**PROBLEM DESCRIPTION**
Check every line of the entries below for the word "when", then give only the number of lines that have it.

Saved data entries
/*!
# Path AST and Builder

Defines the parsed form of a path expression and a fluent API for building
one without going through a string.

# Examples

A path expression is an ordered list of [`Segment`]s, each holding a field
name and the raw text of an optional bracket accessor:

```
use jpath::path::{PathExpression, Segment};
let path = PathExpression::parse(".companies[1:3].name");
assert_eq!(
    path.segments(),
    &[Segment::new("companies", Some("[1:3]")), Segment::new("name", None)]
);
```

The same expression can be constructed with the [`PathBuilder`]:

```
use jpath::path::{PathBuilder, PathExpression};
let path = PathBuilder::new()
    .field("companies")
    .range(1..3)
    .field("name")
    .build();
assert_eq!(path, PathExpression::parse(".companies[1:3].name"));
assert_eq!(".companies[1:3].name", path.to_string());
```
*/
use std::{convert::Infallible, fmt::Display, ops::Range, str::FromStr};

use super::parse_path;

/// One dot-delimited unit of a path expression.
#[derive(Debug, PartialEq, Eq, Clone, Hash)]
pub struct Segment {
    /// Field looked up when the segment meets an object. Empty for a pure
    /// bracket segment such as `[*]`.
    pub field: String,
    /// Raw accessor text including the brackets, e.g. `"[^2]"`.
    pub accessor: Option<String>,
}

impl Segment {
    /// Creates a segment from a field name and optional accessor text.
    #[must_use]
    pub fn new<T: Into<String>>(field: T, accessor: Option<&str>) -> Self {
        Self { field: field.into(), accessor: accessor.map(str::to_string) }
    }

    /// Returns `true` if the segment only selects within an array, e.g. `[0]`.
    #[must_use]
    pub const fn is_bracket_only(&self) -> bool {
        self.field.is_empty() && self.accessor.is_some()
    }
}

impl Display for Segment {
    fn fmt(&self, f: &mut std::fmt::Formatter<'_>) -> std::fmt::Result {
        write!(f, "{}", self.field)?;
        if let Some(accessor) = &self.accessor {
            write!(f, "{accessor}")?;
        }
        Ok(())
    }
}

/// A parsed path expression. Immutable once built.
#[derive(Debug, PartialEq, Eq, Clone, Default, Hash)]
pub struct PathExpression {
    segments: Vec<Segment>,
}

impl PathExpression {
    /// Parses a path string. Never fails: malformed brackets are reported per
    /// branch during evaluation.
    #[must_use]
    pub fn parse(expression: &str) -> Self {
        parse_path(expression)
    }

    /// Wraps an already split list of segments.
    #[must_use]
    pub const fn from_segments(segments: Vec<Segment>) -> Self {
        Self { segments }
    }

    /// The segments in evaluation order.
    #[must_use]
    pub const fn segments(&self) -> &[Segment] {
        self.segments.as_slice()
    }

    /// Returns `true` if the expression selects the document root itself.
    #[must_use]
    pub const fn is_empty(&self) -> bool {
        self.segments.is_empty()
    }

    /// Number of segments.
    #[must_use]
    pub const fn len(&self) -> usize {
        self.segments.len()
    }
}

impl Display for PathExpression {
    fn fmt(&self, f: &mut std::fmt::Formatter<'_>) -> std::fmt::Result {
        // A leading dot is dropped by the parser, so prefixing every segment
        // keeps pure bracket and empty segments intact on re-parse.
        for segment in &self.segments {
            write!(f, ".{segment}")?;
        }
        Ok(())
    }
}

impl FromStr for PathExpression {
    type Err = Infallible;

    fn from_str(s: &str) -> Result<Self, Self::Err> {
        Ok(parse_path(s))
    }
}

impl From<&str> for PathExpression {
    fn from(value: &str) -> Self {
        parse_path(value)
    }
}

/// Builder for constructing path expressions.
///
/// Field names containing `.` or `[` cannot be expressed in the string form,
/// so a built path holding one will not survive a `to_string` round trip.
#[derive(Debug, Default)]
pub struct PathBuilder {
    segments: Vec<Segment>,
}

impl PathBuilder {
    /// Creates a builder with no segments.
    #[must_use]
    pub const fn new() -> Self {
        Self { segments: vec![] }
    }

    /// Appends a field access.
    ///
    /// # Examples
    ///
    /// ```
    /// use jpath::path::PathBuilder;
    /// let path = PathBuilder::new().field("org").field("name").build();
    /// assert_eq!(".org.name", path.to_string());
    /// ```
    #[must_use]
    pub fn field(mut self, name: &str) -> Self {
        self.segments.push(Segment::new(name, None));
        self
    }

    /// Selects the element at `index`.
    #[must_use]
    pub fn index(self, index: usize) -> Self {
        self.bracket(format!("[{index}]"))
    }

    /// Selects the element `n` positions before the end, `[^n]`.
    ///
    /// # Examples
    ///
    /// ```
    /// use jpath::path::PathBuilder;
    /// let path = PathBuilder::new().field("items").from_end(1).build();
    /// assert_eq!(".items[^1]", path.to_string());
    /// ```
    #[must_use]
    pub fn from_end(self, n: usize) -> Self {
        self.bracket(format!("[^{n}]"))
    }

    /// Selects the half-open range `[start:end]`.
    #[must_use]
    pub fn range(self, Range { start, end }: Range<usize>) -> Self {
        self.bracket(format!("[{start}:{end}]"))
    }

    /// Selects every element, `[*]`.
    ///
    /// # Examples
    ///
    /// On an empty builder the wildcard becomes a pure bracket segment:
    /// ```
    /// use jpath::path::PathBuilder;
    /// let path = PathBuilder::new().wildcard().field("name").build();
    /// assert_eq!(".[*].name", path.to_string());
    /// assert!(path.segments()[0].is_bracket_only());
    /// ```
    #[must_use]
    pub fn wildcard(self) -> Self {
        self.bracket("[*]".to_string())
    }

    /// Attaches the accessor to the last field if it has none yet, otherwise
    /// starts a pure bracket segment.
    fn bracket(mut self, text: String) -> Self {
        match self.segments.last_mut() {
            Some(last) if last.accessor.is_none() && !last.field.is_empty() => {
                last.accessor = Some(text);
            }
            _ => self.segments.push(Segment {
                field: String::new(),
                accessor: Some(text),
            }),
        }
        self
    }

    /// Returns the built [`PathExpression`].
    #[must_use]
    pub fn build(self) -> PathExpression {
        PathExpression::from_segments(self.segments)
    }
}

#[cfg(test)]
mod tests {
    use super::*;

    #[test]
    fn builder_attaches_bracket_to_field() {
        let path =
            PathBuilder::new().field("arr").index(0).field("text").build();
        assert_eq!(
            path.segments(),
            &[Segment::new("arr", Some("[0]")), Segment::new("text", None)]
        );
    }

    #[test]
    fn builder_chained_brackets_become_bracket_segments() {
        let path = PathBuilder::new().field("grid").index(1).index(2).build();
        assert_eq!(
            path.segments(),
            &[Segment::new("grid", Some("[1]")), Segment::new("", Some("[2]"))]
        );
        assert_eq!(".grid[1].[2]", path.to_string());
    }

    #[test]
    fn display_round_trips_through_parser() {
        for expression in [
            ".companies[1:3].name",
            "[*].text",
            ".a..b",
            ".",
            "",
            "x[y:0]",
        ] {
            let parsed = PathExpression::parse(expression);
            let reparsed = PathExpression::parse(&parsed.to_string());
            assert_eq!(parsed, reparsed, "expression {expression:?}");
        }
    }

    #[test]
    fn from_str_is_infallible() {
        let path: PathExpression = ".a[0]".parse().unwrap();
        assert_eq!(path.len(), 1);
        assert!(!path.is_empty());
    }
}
* * *
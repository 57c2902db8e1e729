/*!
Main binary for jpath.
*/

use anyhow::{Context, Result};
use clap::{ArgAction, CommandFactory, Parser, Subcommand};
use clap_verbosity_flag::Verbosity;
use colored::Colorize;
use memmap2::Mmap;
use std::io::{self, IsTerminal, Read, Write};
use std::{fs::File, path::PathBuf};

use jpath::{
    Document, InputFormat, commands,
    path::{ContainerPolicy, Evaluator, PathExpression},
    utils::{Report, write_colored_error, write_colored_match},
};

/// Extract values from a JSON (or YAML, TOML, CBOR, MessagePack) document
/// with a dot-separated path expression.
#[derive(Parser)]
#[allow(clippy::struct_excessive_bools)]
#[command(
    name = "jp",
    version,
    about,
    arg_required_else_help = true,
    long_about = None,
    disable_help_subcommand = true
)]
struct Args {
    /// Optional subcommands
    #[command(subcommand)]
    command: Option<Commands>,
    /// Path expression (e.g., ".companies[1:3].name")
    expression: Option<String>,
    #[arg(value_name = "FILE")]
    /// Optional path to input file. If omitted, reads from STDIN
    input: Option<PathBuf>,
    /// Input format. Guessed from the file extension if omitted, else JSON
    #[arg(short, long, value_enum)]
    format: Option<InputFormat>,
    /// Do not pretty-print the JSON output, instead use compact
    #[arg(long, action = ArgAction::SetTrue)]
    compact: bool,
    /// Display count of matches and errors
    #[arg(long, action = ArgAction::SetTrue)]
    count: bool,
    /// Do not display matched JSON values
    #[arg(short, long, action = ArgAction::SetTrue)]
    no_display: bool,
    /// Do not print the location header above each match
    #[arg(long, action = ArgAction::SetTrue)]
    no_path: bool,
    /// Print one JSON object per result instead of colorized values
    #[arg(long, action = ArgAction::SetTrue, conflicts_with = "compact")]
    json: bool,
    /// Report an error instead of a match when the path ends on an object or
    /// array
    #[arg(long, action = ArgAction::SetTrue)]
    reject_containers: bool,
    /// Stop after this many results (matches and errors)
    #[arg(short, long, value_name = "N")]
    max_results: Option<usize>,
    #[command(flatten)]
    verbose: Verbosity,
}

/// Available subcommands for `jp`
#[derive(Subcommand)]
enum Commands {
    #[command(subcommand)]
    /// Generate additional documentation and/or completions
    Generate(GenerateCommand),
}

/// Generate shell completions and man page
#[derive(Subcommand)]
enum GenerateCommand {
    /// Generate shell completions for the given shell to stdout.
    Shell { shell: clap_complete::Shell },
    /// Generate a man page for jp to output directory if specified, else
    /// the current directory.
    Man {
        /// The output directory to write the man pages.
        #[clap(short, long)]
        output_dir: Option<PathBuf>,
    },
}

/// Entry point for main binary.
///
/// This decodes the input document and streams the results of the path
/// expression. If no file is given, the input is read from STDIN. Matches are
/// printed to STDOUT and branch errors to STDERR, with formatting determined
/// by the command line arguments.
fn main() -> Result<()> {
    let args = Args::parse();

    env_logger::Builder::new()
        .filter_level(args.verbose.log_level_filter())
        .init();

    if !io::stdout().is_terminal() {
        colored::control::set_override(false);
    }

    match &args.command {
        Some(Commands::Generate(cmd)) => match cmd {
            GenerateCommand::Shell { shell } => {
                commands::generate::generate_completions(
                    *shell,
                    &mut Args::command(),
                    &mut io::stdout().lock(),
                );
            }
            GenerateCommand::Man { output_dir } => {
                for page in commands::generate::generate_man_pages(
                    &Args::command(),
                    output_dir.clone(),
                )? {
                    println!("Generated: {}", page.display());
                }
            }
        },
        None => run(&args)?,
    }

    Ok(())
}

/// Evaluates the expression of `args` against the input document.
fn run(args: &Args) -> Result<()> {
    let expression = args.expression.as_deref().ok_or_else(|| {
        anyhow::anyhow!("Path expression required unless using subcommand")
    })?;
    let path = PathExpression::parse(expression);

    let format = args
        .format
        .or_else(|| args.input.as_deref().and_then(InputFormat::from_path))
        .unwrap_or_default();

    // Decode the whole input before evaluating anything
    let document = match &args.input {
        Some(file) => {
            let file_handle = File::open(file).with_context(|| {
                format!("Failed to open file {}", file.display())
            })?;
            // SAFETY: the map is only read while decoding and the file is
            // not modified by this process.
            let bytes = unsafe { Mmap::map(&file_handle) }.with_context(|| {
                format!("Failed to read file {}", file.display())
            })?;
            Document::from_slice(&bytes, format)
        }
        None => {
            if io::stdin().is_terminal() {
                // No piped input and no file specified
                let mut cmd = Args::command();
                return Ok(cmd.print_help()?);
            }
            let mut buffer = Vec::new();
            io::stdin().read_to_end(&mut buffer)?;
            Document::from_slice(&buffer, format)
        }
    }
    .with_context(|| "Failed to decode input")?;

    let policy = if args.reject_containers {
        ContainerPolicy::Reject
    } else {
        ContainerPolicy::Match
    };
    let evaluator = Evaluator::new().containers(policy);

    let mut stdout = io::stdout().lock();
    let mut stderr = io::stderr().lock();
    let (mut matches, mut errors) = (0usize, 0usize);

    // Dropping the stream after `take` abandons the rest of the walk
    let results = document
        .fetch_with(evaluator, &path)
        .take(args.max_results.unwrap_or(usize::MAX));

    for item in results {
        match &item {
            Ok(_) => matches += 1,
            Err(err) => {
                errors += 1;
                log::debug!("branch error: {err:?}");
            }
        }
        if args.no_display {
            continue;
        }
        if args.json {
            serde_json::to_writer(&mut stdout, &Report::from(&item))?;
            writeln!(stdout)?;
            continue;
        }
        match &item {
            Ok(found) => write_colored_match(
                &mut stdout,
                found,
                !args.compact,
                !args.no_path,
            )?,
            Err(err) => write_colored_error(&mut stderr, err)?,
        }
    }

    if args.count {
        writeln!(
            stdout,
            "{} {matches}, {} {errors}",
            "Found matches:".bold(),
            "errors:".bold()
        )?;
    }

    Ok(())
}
...
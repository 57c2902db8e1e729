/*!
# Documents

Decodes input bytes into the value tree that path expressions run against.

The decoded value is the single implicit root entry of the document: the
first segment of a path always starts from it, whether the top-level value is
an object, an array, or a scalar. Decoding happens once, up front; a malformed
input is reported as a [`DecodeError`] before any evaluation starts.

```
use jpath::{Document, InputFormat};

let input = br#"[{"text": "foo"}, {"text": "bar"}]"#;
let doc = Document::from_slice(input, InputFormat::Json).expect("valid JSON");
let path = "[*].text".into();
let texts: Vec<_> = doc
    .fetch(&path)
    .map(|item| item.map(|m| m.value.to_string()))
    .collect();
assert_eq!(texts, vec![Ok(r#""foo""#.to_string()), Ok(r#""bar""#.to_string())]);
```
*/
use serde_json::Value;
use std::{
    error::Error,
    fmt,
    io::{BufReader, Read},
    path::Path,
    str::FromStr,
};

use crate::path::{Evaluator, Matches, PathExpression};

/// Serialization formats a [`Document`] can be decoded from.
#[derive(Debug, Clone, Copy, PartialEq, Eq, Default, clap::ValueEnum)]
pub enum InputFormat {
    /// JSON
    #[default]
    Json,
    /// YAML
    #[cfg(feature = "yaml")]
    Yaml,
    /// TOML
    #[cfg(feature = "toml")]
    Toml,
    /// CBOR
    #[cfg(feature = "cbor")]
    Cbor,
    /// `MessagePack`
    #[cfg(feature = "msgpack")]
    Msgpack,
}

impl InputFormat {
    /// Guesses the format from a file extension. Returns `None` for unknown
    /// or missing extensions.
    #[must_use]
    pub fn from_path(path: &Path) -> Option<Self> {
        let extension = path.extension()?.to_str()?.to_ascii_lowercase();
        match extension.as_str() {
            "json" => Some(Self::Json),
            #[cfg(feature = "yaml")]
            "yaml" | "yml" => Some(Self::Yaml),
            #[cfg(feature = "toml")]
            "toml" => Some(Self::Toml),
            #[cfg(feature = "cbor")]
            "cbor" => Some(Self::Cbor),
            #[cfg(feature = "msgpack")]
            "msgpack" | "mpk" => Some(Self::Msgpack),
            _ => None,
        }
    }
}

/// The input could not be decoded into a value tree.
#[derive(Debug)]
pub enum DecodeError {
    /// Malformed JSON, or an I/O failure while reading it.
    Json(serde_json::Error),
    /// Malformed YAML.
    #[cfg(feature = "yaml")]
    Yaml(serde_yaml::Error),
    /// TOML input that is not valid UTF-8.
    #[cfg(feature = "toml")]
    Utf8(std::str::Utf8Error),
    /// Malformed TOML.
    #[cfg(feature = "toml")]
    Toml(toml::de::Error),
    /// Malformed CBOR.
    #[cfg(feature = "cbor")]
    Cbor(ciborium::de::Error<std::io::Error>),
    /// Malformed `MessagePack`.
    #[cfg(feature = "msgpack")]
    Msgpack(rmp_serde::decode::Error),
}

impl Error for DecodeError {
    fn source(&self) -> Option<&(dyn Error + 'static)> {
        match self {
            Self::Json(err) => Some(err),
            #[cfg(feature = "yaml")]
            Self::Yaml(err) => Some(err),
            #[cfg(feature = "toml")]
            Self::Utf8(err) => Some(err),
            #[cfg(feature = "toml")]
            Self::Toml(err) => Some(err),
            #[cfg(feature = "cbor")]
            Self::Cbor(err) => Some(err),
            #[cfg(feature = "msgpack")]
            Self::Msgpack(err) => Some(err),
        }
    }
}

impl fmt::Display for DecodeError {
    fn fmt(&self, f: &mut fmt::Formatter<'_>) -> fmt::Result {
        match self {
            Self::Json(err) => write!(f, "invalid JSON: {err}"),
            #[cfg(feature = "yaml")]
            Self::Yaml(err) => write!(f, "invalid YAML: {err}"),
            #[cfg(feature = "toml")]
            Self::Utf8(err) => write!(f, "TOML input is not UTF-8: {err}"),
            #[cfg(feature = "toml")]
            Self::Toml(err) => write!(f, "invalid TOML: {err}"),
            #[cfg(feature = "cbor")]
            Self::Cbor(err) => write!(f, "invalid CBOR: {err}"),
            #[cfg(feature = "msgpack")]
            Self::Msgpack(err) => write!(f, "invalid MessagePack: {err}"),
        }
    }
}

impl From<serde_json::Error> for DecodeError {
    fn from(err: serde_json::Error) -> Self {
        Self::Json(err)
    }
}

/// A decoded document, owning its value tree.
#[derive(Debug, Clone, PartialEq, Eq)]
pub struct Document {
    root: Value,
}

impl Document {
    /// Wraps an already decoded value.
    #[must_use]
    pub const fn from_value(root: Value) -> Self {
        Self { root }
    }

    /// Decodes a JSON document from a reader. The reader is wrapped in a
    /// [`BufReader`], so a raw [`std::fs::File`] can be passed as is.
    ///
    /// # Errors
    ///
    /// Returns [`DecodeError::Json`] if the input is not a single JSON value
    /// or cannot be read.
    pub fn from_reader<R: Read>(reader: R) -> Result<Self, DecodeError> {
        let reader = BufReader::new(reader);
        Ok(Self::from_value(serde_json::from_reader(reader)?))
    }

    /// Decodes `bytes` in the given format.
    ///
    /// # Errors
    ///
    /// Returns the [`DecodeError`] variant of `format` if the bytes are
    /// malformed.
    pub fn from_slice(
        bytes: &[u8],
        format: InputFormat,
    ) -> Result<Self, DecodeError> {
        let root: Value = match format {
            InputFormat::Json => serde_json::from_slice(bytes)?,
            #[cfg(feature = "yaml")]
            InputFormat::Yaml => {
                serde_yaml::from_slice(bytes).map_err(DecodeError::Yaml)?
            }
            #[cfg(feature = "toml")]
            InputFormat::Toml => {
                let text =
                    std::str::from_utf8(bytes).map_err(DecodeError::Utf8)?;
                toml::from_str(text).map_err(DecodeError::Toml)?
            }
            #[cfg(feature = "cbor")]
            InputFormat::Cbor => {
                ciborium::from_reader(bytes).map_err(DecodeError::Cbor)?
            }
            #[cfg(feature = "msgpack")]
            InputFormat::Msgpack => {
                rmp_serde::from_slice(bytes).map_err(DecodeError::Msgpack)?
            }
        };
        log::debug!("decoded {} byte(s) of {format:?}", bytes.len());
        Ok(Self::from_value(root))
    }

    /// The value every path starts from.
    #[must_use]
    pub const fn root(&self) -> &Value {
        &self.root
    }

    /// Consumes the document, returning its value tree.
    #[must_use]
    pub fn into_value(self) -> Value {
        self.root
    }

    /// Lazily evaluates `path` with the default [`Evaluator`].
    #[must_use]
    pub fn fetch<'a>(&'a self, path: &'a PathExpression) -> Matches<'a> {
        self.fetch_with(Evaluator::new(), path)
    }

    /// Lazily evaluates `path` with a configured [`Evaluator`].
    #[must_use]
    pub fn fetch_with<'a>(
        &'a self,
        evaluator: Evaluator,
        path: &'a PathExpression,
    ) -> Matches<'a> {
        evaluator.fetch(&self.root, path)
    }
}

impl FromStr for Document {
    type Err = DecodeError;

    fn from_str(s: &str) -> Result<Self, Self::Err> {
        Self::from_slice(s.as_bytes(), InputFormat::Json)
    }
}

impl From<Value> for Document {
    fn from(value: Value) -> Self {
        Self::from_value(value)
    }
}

**OUTPUT**
2